Moreover, findings indicated that Express Scripts informed patients they would face higher costs by filling prescriptions at local pharmacies compared to utilizing their affiliated mail-order service, further restricting patients’ choices.
The U.S. Federal Trade Commission (FTC) recently echoed these concerns in a report highlighting that the six largest PBMs control nearly 95% of all prescriptions in the country. The FTC noted that this concentration of power enables these PBMs to influence access to affordable medications significantly.

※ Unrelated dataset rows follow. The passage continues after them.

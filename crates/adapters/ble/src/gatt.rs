//! GATT links over btleplug.
//!
//! [`BtleplugLinks`] locates a peripheral by address (scanning briefly when
//! the host does not know it yet) and hands out a [`BtleplugLink`] that the
//! connection driver operates.

use std::time::Duration;

use btleplug::api::{
    Central, CentralEvent, CharPropFlags, Characteristic, Peripheral as _, ScanFilter,
};
use btleplug::platform::{Adapter, Peripheral};
use tokio_stream::StreamExt as _;

use fitrecord_app::ports::{GattLink, LinkProvider, Notification, NotificationStream};
use fitrecord_domain::error::LinkError;
use fitrecord_domain::gatt::{
    ADVERTISED_SERVICES, AccessMode, CharacteristicProperties, GattCharacteristic, GattService,
};
use fitrecord_domain::id::PeripheralAddress;

use crate::error::BleError;

/// Opens [`BtleplugLink`]s on one host adapter.
pub struct BtleplugLinks {
    adapter: Adapter,
    discovery_timeout: Duration,
}

impl BtleplugLinks {
    /// `discovery_timeout` bounds the scan used to find a peripheral the
    /// host has not seen yet.
    #[must_use]
    pub fn new(adapter: Adapter, discovery_timeout: Duration) -> Self {
        Self {
            adapter,
            discovery_timeout,
        }
    }

    async fn known_peripheral(
        &self,
        address: &PeripheralAddress,
    ) -> Result<Option<Peripheral>, BleError> {
        let peripherals = self.adapter.peripherals().await?;
        Ok(peripherals
            .into_iter()
            .find(|p| PeripheralAddress::new(p.address().to_string()) == *address))
    }

    /// Scan until `address` shows up or the discovery timeout elapses.
    async fn discover(&self, address: &PeripheralAddress) -> Result<Option<Peripheral>, BleError> {
        let mut events = self.adapter.events().await?;
        self.adapter
            .start_scan(ScanFilter {
                services: ADVERTISED_SERVICES.to_vec(),
            })
            .await?;

        let deadline = tokio::time::Instant::now() + self.discovery_timeout;
        let mut found = None;
        while tokio::time::Instant::now() < deadline {
            let remaining = deadline - tokio::time::Instant::now();
            match tokio::time::timeout(remaining, events.next()).await {
                Ok(Some(CentralEvent::DeviceDiscovered(id) | CentralEvent::DeviceUpdated(id))) => {
                    let Ok(peripheral) = self.adapter.peripheral(&id).await else {
                        continue;
                    };
                    if PeripheralAddress::new(peripheral.address().to_string()) == *address {
                        found = Some(peripheral);
                        break;
                    }
                }
                Ok(Some(_)) => {}
                Ok(None) | Err(_) => break,
            }
        }

        if let Err(err) = self.adapter.stop_scan().await {
            tracing::debug!(%err, "failed to stop discovery scan");
        }
        Ok(found)
    }
}

impl LinkProvider for BtleplugLinks {
    type Link = BtleplugLink;

    async fn open(&self, address: &PeripheralAddress) -> Result<BtleplugLink, LinkError> {
        let known = self
            .known_peripheral(address)
            .await
            .map_err(BleError::into_connect)?;
        let peripheral = match known {
            Some(peripheral) => peripheral,
            None => {
                tracing::debug!(%address, "peripheral unknown to host, scanning");
                self.discover(address)
                    .await
                    .map_err(BleError::into_connect)?
                    .ok_or_else(|| LinkError::PeripheralNotFound(address.clone()))?
            }
        };

        Ok(BtleplugLink {
            adapter: self.adapter.clone(),
            peripheral,
        })
    }
}

/// One peripheral reached through btleplug.
pub struct BtleplugLink {
    adapter: Adapter,
    peripheral: Peripheral,
}

/// Find a GATT characteristic on a peripheral that has already discovered
/// its services.
///
/// # Errors
///
/// Returns [`BleError::CharacteristicNotFound`] if no characteristic with
/// the given UUID is present in the given service.
fn find_characteristic(
    peripheral: &Peripheral,
    wanted: &GattCharacteristic,
) -> Result<Characteristic, BleError> {
    peripheral
        .characteristics()
        .into_iter()
        .find(|c| c.uuid == wanted.uuid && c.service_uuid == wanted.service)
        .ok_or(BleError::CharacteristicNotFound { uuid: wanted.uuid })
}

fn properties(flags: CharPropFlags) -> CharacteristicProperties {
    CharacteristicProperties {
        read: flags.contains(CharPropFlags::READ),
        notify: flags.contains(CharPropFlags::NOTIFY),
        indicate: flags.contains(CharPropFlags::INDICATE),
    }
}

fn operation_error(wanted: &GattCharacteristic, mode: AccessMode, err: BleError) -> LinkError {
    LinkError::Operation {
        characteristic: wanted.uuid,
        mode,
        source: Box::new(err),
    }
}

enum LinkSignal {
    Value(Notification),
    Dropped,
}

impl GattLink for BtleplugLink {
    async fn connect(&self) -> Result<(), LinkError> {
        self.peripheral
            .connect()
            .await
            .map_err(|err| BleError::GattConnect(err).into_connect())
    }

    async fn discover_services(&self) -> Result<Vec<GattService>, LinkError> {
        self.peripheral
            .discover_services()
            .await
            .map_err(|err| LinkError::Discovery(Box::new(BleError::Scan(err))))?;

        Ok(self
            .peripheral
            .services()
            .into_iter()
            .map(|service| GattService {
                uuid: service.uuid,
                characteristics: service
                    .characteristics
                    .into_iter()
                    .map(|c| GattCharacteristic {
                        uuid: c.uuid,
                        service: c.service_uuid,
                        properties: properties(c.properties),
                    })
                    .collect(),
            })
            .collect())
    }

    async fn subscribe(&self, characteristic: &GattCharacteristic) -> Result<(), LinkError> {
        let target = find_characteristic(&self.peripheral, characteristic)
            .map_err(|err| operation_error(characteristic, AccessMode::Notify, err))?;
        self.peripheral
            .subscribe(&target)
            .await
            .map_err(|err| operation_error(characteristic, AccessMode::Notify, err.into()))
    }

    async fn read(&self, characteristic: &GattCharacteristic) -> Result<Vec<u8>, LinkError> {
        let target = find_characteristic(&self.peripheral, characteristic)
            .map_err(|err| operation_error(characteristic, AccessMode::Read, err))?;
        self.peripheral
            .read(&target)
            .await
            .map_err(|err| operation_error(characteristic, AccessMode::Read, err.into()))
    }

    /// Pushed values, ending when the host reports the peripheral gone.
    async fn notifications(&self) -> Result<NotificationStream, LinkError> {
        let values = self
            .peripheral
            .notifications()
            .await
            .map_err(|err| BleError::Scan(err).into_connect())?
            .map(|value| {
                LinkSignal::Value(Notification {
                    characteristic: value.uuid,
                    value: value.value,
                })
            });

        let id = self.peripheral.id();
        let drops = self
            .adapter
            .events()
            .await
            .map_err(|err| BleError::Scan(err).into_connect())?
            .filter(move |event| matches!(event, CentralEvent::DeviceDisconnected(peer) if *peer == id))
            .map(|_| LinkSignal::Dropped);

        let stream = values
            .merge(drops)
            .take_while(|signal| matches!(signal, LinkSignal::Value(_)))
            .filter_map(|signal| match signal {
                LinkSignal::Value(notification) => Some(notification),
                LinkSignal::Dropped => None,
            });
        Ok(Box::pin(stream))
    }

    async fn disconnect(&self) -> Result<(), LinkError> {
        self.peripheral
            .disconnect()
            .await
            .map_err(|err| BleError::GattConnect(err).into_connect())
    }
}

#[cfg(test)]
mod tests {
    use super::*;

    #[test]
    fn should_map_property_flags() {
        let props = properties(CharPropFlags::READ | CharPropFlags::NOTIFY);
        assert!(props.read);
        assert!(props.notify);
        assert!(!props.indicate);
    }

    #[test]
    fn should_map_indicate_only() {
        let props = properties(CharPropFlags::INDICATE);
        assert_eq!(
            props,
            CharacteristicProperties {
                read: false,
                notify: false,
                indicate: true,
            }
        );
    }

    #[test]
    fn should_wrap_operation_failure_with_mode() {
        let wanted = GattCharacteristic {
            uuid: fitrecord_domain::gatt::BATTERY_LEVEL,
            service: fitrecord_domain::gatt::BATTERY_SERVICE,
            properties: CharacteristicProperties::default(),
        };
        let err = operation_error(
            &wanted,
            AccessMode::Read,
            BleError::CharacteristicNotFound { uuid: wanted.uuid },
        );
        assert!(matches!(
            err,
            LinkError::Operation {
                mode: AccessMode::Read,
                ..
            }
        ));
    }
}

It also identified potential conflicts of interest, as vertically integrated PBMs might favor their own affiliated companies, disadvantaging independent pharmacies and driving up drug costs.
FTC Chair Lina M. Khan highlighted alarming evidence that these intermediaries are overcharging patients for critical medications, including cancer drugs, leading to additional revenues exceeding $1 billion.
This situation underscores the pressing need for regulation and reform in the pharmacy benefit management sector to ensure patients have access to affordable medications without limitations on their choices.
In a hopeful turn of events, this scrutiny may lead to increased pressure for transparency and reforms that could ultimately benefit patients by making healthcare more affordable and accessible. Advocating for such changes could pave the way for more competition and better pricing practices in the pharmaceutical industry, ultimately improving patient outcomes and satisfaction.